Exercise description:
The answer must restate every entry below word for word.
▼
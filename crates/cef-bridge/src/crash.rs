//! Crash reporting pass-throughs
//!
//! Keys must be declared in `crash_reporter.cfg` before the library starts;
//! values for undeclared keys are dropped by the library.

use crate::string::{opt_ptr, CefStringBuf};
use cef_config::CrashReporterConfig;
use cef_sys::CefApi;
use tracing::{debug, warn};

/// Whether the library was started with crash reporting
pub fn crash_reporting_enabled(api: &CefApi) -> bool {
    unsafe { (api.crash_reporting_enabled)() != 0 }
}

/// Set a crash key, or clear it when `value` is `None`
///
/// With a `config`, keys it does not declare are logged, and values longer
/// than the key's size class are logged before the library truncates them.
pub fn set_crash_key_value(
    api: &CefApi,
    config: Option<&CrashReporterConfig>,
    key: &str,
    value: Option<&str>,
) {
    if let Some(config) = config {
        match config.key_size(key) {
            None => warn!(key, "crash key is not declared in the crash reporter config"),
            Some(size) => {
                let len = value.map_or(0, str::len);
                if len > size.max_bytes() {
                    warn!(
                        key,
                        len,
                        size = size.as_str(),
                        max = size.max_bytes(),
                        "crash key value will be truncated"
                    );
                }
            }
        }
    }

    let key_buf = CefStringBuf::new(key);
    let value_buf = value.map(CefStringBuf::new);
    unsafe { (api.set_crash_key_value)(key_buf.as_ptr(), opt_ptr(value_buf.as_ref())) };
    debug!(key, cleared = value.is_none(), "set crash key");
}

#[cfg(test)]
mod tests {
    use super::*;
    use cef_config::CrashKeySize;
    use pretty_assertions::assert_eq;

    #[test]
    fn test_enabled_passes_through() {
        let api = cef_testkit::api();
        cef_testkit::set_crash_reporting_enabled(false);
        assert!(!crash_reporting_enabled(&api));
        cef_testkit::set_crash_reporting_enabled(true);
        assert!(crash_reporting_enabled(&api));
        cef_testkit::set_crash_reporting_enabled(false);
    }

    #[test]
    fn test_set_and_clear() {
        let api = cef_testkit::api();
        let mut config = CrashReporterConfig::default();
        config
            .crash_keys
            .insert("session".to_string(), CrashKeySize::Small);

        set_crash_key_value(&api, Some(&config), "session", Some("s-42"));
        assert_eq!(
            cef_testkit::crash_keys().get("session").map(String::as_str),
            Some("s-42")
        );

        set_crash_key_value(&api, Some(&config), "session", None);
        assert!(!cef_testkit::crash_keys().contains_key("session"));
    }

    #[test]
    fn test_oversized_value_still_reaches_library() {
        let api = cef_testkit::api();
        let long = "x".repeat(100);
        let mut config = CrashReporterConfig::default();
        config.crash_keys.insert("big".to_string(), CrashKeySize::Small);

        set_crash_key_value(&api, Some(&config), "big", Some(&long));
        assert_eq!(cef_testkit::crash_keys().get("big"), Some(&long));
    }
}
▲
Answer area:
filename crates/cef-bridge/src/crash.rs
//! Crash reporting pass-throughs
//!
//! Keys must be declared in `crash_reporter.cfg` before the library starts;
//! values for undeclared keys are dropped by the library.

use crate::string::{opt_ptr, CefStringBuf};
use cef_config::CrashReporterConfig;
use cef_sys::CefApi;
use tracing::{debug, warn};

/// Whether the library was started with crash reporting
pub fn crash_reporting_enabled(api: &CefApi) -> bool {
    unsafe { (api.crash_reporting_enabled)() != 0 }
}

/// Set a crash key, or clear it when `value` is `None`
///
/// With a `config`, keys it does not declare are logged, and values longer
/// than the key's size class are logged before the library truncates them.
pub fn set_crash_key_value(
    api: &CefApi,
    config: Option<&CrashReporterConfig>,
    key: &str,
    value: Option<&str>,
) {
    if let Some(config) = config {
        match config.key_size(key) {
            None => warn!(key, "crash key is not declared in the crash reporter config"),
            Some(size) => {
                let len = value.map_or(0, str::len);
                if len > size.max_bytes() {
                    warn!(
                        key,
                        len,
                        size = size.as_str(),
                        max = size.max_bytes(),
                        "crash key value will be truncated"
                    );
                }
            }
        }
    }

    let key_buf = CefStringBuf::new(key);
    let value_buf = value.map(CefStringBuf::new);
    unsafe { (api.set_crash_key_value)(key_buf.as_ptr(), opt_ptr(value_buf.as_ref())) };
    debug!(key, cleared = value.is_none(), "set crash key");
}

#[cfg(test)]
mod tests {
    use super::*;
    use cef_config::CrashKeySize;
    use pretty_assertions::assert_eq;

    #[test]
    fn test_enabled_passes_through() {
        let api = cef_testkit::api();
        cef_testkit::set_crash_reporting_enabled(false);
        assert!(!crash_reporting_enabled(&api));
        cef_testkit::set_crash_reporting_enabled(true);
        assert!(crash_reporting_enabled(&api));
        cef_testkit::set_crash_reporting_enabled(false);
    }

    #[test]
    fn test_set_and_clear() {
        let api = cef_testkit::api();
        let mut config = CrashReporterConfig::default();
        config
            .crash_keys
            .insert("session".to_string(), CrashKeySize::Small);

        set_crash_key_value(&api, Some(&config), "session", Some("s-42"));
        assert_eq!(
            cef_testkit::crash_keys().get("session").map(String::as_str),
            Some("s-42")
        );

        set_crash_key_value(&api, Some(&config), "session", None);
        assert!(!cef_testkit::crash_keys().contains_key("session"));
    }

    #[test]
    fn test_oversized_value_still_reaches_library() {
        let api = cef_testkit::api();
        let long = "x".repeat(100);
        let mut config = CrashReporterConfig::default();
        config.crash_keys.insert("big".to_string(), CrashKeySize::Small);

        set_crash_key_value(&api, Some(&config), "big", Some(&long));
        assert_eq!(cef_testkit::crash_keys().get("big"), Some(&long));
    }
}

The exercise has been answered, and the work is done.